Records to process:

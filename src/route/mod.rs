use rocket::{Build, Rocket, Route};

pub mod category;
pub mod commerce;
pub mod course;
pub mod files;
pub mod profile;
pub mod section;
pub mod users;
pub mod video;

use utoipa::OpenApi;
use utoipa_swagger_ui::SwaggerUi;

use crate::{
    assets::AssetSource,
    data::{
        category as cat, commerce as com, course as crs, profile as prf, section as sec,
        user as usr, video as vid,
    },
    resp::{jwt::doc::JWTAuth, problem::Problem},
    role::RoleName,
};

#[derive(OpenApi)]
#[openapi(
    paths(
        users::register,
        users::login,
        users::user_identity,
        course::course_list,
        course::course_details,
        section::section_create,
        section::section_delete,
        video::video_preview,
        category::category_create,
        profile::profile_create,
        commerce::order_create,
    ),
    components(schemas(
        RoleName,
        AssetSource,
        usr::UserResponse,
        usr::db::UserSignupData,
        usr::db::UserLoginData,
        usr::db::ChangePasswordData,
        cat::Category,
        cat::CategoryCreateData,
        cat::CategoryUpdateData,
        crs::Course,
        crs::CourseSummary,
        crs::SectionContent,
        crs::GatedSectionContent,
        course::CourseDetailsResponse,
        sec::Section,
        sec::VideoDisposition,
        sec::db::SectionCreateData,
        section::SectionRemovalResponse,
        vid::Video,
        vid::VideoView,
        video::PreviewData,
        prf::Profile,
        prf::ProfileCreateData,
        com::Order,
        com::PaymentStatus,
        com::db::OrderCreateData,
        Problem
    )),
    modifiers(&JWTAuth)
)]
pub struct ApiDoc;

fn auth_api() -> Vec<Route> {
    routes![
        users::register,
        users::login,
        users::logout,
        users::user_identity,
        users::change_password
    ]
}

fn catalog_api() -> Vec<Route> {
    routes![
        course::course_create,
        course::course_update,
        course::course_publish,
        course::course_delete,
        course::course_list,
        course::course_list_published,
        course::course_get,
        course::course_list_mine,
        course::course_preview,
        course::course_details,
        section::section_create,
        section::section_list,
        section::section_get,
        section::section_update,
        section::section_delete,
        video::video_create,
        video::course_content,
        video::video_update,
        video::video_delete,
        video::video_preview,
        video::course_unlock,
        profile::profile_create,
        profile::profile_update,
        profile::profile_get,
        commerce::order_create,
        commerce::order_list,
        commerce::payment_create,
        commerce::enrollment_create,
        commerce::enrollment_progress,
        commerce::enrollment_list,
        commerce::rating_create,
        commerce::rating_list,
        commerce::review_create,
        commerce::review_list,
        commerce::notification_list,
        commerce::notification_read
    ]
}

fn categories_api() -> Vec<Route> {
    routes![
        category::category_create,
        category::category_list,
        category::category_get,
        category::category_update,
        category::category_delete
    ]
}

pub fn mount_api(rocket: Rocket<Build>) -> Rocket<Build> {
    rocket
        .mount("/auth", auth_api())
        .mount("/api", catalog_api())
        .mount("/api/categories", categories_api())
        .mount("/assets", routes![files::asset_file])
        .mount(
            "/",
            SwaggerUi::new("/swagger/<_..>").url("/api/openapi.json", ApiDoc::openapi()),
        )
}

What the task requires: The answer is every line in the data where the word "Problem" appears.

Answer box:
    resp::{jwt::doc::JWTAuth, problem::Problem},
        Problem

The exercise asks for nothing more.